* _Entries shown_
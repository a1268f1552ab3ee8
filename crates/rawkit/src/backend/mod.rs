//! Backend abstraction for RAW service operations.
//!
//! The [`Backend`] trait is the whole capability a caller gets: list what
//! is registered, register or create what is missing, delete packages.
//! Implementations perform no existence checks and never retry.

pub mod http;
pub mod memory;

use crate::error::Result;
use crate::types::{BucketRegistration, RdbmsConnection};

/// Backend trait for RAW service operations.
///
/// This trait abstracts the underlying transport, enabling:
/// - Real HTTP calls via [`http::HttpBackend`]
/// - In-memory recording via [`memory::MemoryBackend`] for tests
pub trait Backend {
    /// Names of registered buckets.
    fn list_buckets(&self) -> Result<Vec<String>>;

    /// Names of registered relational database connections.
    fn list_rdbms(&self) -> Result<Vec<String>>;

    /// Names of existing views.
    fn list_views(&self) -> Result<Vec<String>>;

    /// Names of existing packages.
    fn list_packages(&self) -> Result<Vec<String>>;

    /// Register a storage bucket.
    fn register_bucket(&self, bucket: &BucketRegistration) -> Result<()>;

    /// Register a PostgreSQL connection.
    fn register_postgresql(&self, name: &str, conn: &RdbmsConnection) -> Result<()>;

    /// Register a SQL Server connection.
    fn register_sqlserver(&self, name: &str, conn: &RdbmsConnection) -> Result<()>;

    /// Register an Oracle connection.
    fn register_oracle(&self, name: &str, conn: &RdbmsConnection) -> Result<()>;

    /// Register a MySQL connection.
    fn register_mysql(&self, name: &str, conn: &RdbmsConnection) -> Result<()>;

    /// Create a view from query source.
    fn create_view(&self, name: &str, script: &str) -> Result<()>;

    /// Create a package from script source.
    fn create_package(&self, name: &str, script: &str) -> Result<()>;

    /// Delete a package.
    fn delete_package(&self, name: &str) -> Result<()>;
}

* _Task brief_
The data must be transcribed in full. Every word stays the same.

* _Result of the task_
repository a1268f1552ab3ee8
filename crates/rawkit/src/backend/mod.rs
//! Backend abstraction for RAW service operations.
//!
//! The [`Backend`] trait is the whole capability a caller gets: list what
//! is registered, register or create what is missing, delete packages.
//! Implementations perform no existence checks and never retry.

pub mod http;
pub mod memory;

use crate::error::Result;
use crate::types::{BucketRegistration, RdbmsConnection};

/// Backend trait for RAW service operations.
///
/// This trait abstracts the underlying transport, enabling:
/// - Real HTTP calls via [`http::HttpBackend`]
/// - In-memory recording via [`memory::MemoryBackend`] for tests
pub trait Backend {
    /// Names of registered buckets.
    fn list_buckets(&self) -> Result<Vec<String>>;

    /// Names of registered relational database connections.
    fn list_rdbms(&self) -> Result<Vec<String>>;

    /// Names of existing views.
    fn list_views(&self) -> Result<Vec<String>>;

    /// Names of existing packages.
    fn list_packages(&self) -> Result<Vec<String>>;

    /// Register a storage bucket.
    fn register_bucket(&self, bucket: &BucketRegistration) -> Result<()>;

    /// Register a PostgreSQL connection.
    fn register_postgresql(&self, name: &str, conn: &RdbmsConnection) -> Result<()>;

    /// Register a SQL Server connection.
    fn register_sqlserver(&self, name: &str, conn: &RdbmsConnection) -> Result<()>;

    /// Register an Oracle connection.
    fn register_oracle(&self, name: &str, conn: &RdbmsConnection) -> Result<()>;

    /// Register a MySQL connection.
    fn register_mysql(&self, name: &str, conn: &RdbmsConnection) -> Result<()>;

    /// Create a view from query source.
    fn create_view(&self, name: &str, script: &str) -> Result<()>;

    /// Create a package from script source.
    fn create_package(&self, name: &str, script: &str) -> Result<()>;

    /// Delete a package.
    fn delete_package(&self, name: &str) -> Result<()>;
}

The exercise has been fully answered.